START EXTRACTED ENTRIES

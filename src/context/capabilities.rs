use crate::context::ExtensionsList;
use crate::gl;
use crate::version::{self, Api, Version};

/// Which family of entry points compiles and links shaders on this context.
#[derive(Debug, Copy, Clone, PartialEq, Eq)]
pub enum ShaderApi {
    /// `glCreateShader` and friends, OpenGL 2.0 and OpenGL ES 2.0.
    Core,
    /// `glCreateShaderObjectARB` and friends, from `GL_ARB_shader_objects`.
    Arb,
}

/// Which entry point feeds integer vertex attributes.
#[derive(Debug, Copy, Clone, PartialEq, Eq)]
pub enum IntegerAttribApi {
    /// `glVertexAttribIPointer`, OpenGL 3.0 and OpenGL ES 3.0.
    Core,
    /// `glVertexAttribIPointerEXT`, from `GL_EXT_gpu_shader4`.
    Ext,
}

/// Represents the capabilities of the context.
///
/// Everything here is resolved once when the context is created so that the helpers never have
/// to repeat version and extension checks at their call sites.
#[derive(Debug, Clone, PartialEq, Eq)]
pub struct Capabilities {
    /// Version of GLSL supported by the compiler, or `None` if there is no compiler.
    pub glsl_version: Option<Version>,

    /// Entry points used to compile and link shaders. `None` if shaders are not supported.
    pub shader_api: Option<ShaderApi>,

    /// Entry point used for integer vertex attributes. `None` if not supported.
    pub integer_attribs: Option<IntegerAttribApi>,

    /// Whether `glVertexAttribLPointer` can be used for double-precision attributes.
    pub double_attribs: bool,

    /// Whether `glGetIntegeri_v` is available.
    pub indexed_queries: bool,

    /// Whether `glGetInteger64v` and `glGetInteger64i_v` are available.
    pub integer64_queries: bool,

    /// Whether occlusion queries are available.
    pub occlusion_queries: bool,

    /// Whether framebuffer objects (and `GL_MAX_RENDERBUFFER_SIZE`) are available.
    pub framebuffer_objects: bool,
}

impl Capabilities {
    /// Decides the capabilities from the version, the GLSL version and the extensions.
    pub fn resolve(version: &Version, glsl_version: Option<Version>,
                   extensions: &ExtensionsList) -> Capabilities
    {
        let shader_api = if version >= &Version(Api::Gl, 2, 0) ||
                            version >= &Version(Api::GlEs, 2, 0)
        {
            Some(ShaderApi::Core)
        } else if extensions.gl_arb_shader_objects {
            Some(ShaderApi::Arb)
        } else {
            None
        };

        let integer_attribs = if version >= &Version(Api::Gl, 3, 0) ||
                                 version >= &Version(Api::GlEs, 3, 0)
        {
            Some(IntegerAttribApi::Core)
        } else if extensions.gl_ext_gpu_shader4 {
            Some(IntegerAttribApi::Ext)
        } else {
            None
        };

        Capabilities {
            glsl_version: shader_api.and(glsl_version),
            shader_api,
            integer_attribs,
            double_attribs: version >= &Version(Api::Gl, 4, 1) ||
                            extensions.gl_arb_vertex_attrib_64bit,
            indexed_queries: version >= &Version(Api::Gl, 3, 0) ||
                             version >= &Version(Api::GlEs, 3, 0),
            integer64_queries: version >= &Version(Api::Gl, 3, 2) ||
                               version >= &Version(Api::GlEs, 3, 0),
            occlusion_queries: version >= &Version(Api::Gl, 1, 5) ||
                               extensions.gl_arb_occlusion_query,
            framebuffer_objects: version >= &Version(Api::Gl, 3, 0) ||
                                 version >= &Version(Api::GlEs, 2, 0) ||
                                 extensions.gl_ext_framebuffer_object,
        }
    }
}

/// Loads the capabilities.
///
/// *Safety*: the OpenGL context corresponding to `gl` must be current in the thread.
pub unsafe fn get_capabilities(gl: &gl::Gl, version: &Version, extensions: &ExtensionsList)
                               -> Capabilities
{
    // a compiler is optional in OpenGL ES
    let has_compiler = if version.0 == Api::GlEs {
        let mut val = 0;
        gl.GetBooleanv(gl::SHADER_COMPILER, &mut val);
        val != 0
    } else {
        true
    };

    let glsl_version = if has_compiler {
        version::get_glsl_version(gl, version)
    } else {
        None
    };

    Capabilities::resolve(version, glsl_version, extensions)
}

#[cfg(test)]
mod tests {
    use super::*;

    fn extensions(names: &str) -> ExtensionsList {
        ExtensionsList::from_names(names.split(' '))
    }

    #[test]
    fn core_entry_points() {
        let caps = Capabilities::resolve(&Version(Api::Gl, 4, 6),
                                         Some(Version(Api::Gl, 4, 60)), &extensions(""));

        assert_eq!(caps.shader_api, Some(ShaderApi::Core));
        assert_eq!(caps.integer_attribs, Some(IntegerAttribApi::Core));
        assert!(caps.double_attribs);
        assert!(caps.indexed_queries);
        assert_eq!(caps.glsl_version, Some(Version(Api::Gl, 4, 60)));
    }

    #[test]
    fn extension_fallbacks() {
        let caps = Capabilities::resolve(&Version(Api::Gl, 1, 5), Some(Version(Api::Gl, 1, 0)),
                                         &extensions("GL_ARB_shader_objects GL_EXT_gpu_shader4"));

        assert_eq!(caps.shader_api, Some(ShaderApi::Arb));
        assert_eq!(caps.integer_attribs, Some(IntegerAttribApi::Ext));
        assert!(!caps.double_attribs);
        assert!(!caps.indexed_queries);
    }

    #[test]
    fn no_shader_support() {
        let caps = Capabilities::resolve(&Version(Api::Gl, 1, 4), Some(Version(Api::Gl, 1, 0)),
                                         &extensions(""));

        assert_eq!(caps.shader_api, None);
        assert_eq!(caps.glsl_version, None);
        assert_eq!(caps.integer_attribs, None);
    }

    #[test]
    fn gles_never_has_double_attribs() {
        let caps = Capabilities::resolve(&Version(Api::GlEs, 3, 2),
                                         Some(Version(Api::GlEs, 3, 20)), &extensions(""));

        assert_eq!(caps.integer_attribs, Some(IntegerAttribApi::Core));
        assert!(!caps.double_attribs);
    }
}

END EXTRACTED ENTRIES

WHAT IS REQUIRED — When the string "attributes" occurs in a line of the material, that line belongs in the answer.

RESPONSE FOR THIS EXERCISE —
/// Which entry point feeds integer vertex attributes.
    /// Entry point used for integer vertex attributes. `None` if not supported.
    /// Whether `glVertexAttribLPointer` can be used for double-precision attributes.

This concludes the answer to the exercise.